Problem statement: Filter the data below for the string "calls" and copy each matching line.

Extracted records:

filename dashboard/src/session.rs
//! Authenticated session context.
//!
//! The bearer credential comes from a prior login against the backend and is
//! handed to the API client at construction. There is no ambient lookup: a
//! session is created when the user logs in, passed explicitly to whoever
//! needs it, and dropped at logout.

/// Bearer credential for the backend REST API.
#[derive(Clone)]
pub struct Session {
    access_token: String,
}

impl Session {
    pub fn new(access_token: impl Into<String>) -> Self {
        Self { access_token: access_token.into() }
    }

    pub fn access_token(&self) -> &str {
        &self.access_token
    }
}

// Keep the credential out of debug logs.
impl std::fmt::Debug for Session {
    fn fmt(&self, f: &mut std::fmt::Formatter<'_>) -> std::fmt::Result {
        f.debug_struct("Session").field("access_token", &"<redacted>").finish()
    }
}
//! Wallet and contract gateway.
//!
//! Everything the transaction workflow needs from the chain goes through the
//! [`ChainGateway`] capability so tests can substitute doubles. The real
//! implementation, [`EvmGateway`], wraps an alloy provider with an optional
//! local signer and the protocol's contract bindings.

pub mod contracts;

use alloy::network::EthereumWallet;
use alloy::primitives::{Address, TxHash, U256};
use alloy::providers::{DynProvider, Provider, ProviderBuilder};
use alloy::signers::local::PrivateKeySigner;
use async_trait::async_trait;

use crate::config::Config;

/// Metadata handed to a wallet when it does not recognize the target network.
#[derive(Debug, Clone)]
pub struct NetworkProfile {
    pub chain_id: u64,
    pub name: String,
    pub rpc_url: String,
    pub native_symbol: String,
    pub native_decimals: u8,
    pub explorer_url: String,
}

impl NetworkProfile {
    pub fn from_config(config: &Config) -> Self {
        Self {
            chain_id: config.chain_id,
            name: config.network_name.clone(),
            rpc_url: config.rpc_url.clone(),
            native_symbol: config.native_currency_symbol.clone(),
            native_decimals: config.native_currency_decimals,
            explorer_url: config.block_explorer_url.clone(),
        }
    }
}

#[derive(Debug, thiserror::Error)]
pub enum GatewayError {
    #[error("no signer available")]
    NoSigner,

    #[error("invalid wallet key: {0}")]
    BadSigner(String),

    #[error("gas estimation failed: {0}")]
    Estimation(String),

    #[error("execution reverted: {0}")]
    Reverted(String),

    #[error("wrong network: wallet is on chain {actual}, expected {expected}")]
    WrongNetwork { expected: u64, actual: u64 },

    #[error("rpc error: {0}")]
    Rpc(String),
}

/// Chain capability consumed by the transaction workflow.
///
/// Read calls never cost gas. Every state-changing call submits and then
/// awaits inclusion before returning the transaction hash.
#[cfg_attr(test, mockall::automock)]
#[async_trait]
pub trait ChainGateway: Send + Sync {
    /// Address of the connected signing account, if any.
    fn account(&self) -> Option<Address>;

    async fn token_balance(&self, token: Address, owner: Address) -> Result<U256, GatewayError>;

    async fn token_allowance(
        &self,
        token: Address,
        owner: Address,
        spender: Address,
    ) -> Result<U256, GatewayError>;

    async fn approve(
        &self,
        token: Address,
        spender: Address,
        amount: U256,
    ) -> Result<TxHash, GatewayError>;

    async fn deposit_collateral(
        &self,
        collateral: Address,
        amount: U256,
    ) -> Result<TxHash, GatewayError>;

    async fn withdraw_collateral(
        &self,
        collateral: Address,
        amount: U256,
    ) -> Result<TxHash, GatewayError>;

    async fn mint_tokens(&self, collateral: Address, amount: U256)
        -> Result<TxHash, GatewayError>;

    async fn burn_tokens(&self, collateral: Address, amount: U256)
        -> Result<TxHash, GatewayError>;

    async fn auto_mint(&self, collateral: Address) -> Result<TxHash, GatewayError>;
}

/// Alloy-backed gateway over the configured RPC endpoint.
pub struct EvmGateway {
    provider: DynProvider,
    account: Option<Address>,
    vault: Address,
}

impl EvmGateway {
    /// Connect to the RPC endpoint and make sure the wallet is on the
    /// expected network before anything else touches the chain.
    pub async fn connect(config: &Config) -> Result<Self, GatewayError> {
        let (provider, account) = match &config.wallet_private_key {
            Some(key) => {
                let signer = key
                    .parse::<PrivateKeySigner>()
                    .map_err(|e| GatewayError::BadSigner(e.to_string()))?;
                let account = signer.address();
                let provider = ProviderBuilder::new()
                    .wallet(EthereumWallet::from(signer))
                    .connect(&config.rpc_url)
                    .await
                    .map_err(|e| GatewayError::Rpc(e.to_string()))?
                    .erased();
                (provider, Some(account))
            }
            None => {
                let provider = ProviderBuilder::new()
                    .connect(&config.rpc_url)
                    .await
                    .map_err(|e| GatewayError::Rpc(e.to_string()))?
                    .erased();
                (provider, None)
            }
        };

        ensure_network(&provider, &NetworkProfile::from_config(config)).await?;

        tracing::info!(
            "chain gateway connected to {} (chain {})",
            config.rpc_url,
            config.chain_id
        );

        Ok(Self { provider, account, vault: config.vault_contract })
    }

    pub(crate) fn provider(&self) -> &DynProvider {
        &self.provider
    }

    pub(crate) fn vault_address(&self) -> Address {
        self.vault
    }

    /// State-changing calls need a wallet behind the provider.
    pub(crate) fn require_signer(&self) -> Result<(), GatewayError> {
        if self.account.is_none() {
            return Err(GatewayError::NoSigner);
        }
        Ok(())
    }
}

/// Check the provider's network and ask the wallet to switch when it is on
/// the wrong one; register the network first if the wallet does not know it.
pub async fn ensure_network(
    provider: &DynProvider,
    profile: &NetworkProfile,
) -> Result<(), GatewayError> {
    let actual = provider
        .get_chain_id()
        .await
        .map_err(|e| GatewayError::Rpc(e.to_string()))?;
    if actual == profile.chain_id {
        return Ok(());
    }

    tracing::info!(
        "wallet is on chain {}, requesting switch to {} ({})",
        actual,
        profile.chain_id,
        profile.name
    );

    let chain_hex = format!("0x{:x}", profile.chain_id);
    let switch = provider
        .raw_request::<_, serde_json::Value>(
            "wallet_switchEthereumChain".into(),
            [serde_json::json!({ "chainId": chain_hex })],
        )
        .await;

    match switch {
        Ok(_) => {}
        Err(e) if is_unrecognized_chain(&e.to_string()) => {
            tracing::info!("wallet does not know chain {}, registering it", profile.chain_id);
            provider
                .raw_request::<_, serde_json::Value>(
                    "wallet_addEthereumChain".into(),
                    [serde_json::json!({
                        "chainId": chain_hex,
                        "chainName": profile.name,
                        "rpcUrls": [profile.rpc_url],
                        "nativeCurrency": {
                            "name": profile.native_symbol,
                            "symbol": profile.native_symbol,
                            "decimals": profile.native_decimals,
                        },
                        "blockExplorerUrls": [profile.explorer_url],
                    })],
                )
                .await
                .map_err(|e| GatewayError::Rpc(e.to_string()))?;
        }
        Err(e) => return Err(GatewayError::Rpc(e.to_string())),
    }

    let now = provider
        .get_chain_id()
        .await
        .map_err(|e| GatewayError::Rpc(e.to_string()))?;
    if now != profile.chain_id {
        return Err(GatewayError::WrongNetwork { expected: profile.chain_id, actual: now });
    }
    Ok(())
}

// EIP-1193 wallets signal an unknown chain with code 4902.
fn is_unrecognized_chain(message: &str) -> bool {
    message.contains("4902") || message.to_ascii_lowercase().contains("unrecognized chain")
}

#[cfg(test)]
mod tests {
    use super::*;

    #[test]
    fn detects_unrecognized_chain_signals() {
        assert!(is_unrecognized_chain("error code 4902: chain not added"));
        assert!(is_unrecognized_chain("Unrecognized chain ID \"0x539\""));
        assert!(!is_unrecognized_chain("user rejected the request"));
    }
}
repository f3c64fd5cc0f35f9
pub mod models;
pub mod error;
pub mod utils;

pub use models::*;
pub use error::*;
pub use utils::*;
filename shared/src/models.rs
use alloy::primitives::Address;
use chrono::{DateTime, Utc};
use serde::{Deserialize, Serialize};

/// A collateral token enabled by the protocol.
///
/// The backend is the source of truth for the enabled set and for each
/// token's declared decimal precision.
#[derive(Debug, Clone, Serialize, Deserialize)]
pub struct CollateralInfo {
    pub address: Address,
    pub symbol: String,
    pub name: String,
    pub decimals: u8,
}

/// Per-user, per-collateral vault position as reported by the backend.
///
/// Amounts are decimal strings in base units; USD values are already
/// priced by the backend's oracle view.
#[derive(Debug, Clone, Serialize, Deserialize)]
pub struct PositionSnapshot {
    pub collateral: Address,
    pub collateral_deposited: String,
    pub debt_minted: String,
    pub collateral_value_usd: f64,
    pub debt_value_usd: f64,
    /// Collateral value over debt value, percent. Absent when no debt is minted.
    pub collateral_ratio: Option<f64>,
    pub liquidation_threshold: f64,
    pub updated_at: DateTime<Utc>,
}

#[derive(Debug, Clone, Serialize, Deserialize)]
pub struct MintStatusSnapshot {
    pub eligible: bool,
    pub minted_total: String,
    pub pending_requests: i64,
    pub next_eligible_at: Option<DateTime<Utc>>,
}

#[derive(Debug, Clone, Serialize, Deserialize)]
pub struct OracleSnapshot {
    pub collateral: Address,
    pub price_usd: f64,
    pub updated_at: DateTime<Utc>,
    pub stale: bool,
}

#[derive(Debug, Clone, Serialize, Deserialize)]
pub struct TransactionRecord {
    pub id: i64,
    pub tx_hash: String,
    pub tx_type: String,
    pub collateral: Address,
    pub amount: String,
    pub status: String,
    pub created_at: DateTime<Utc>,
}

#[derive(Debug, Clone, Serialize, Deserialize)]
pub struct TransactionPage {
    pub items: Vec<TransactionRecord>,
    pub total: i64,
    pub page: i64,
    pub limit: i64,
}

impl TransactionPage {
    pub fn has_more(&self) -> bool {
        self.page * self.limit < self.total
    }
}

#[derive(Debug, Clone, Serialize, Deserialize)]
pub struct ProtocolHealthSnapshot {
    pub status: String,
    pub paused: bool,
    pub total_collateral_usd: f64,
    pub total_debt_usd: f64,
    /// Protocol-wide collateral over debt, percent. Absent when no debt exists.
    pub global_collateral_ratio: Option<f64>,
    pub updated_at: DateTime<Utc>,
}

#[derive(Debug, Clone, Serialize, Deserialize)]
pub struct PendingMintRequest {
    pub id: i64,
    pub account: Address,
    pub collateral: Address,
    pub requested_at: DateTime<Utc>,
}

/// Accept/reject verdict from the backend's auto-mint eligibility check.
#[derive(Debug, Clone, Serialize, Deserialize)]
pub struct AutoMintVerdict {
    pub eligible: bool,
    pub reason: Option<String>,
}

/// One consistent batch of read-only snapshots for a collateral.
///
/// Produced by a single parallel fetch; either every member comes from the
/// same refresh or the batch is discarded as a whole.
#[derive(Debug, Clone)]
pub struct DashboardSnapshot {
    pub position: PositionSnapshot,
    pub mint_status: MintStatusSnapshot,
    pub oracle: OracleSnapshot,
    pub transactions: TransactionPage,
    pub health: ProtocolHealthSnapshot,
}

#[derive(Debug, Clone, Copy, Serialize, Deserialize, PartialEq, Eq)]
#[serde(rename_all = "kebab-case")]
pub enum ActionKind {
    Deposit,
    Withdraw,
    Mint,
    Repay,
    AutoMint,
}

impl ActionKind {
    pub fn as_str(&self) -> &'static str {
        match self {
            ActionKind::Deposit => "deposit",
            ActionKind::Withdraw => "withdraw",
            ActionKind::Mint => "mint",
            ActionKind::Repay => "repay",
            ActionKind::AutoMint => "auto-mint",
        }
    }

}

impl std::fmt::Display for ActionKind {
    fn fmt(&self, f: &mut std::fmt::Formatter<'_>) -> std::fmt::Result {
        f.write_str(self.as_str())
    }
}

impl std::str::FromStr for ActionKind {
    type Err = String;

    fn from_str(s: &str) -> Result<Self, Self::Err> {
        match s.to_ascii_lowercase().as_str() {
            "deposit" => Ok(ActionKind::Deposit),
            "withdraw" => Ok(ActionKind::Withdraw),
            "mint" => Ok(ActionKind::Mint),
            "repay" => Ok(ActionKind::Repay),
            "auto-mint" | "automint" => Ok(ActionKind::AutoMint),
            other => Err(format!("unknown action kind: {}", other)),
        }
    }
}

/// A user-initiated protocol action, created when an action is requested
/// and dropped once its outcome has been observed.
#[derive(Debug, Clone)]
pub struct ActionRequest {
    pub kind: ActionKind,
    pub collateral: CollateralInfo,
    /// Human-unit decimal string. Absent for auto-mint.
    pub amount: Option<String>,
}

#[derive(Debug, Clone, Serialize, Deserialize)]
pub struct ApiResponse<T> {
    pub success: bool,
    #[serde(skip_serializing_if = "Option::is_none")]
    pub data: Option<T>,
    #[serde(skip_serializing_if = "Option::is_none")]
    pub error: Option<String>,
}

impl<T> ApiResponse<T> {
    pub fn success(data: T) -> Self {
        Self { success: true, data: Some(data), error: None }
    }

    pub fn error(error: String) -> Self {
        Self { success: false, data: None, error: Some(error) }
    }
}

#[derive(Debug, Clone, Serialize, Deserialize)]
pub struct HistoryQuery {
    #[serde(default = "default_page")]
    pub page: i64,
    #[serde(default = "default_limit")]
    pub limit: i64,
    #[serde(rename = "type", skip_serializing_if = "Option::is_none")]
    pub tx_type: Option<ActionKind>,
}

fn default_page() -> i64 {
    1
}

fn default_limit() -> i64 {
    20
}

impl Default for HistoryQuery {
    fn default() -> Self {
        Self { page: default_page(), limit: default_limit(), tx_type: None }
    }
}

Solution:
/// Read calls never cost gas. Every state-changing call submits and then
    /// State-changing calls need a wallet behind the provider.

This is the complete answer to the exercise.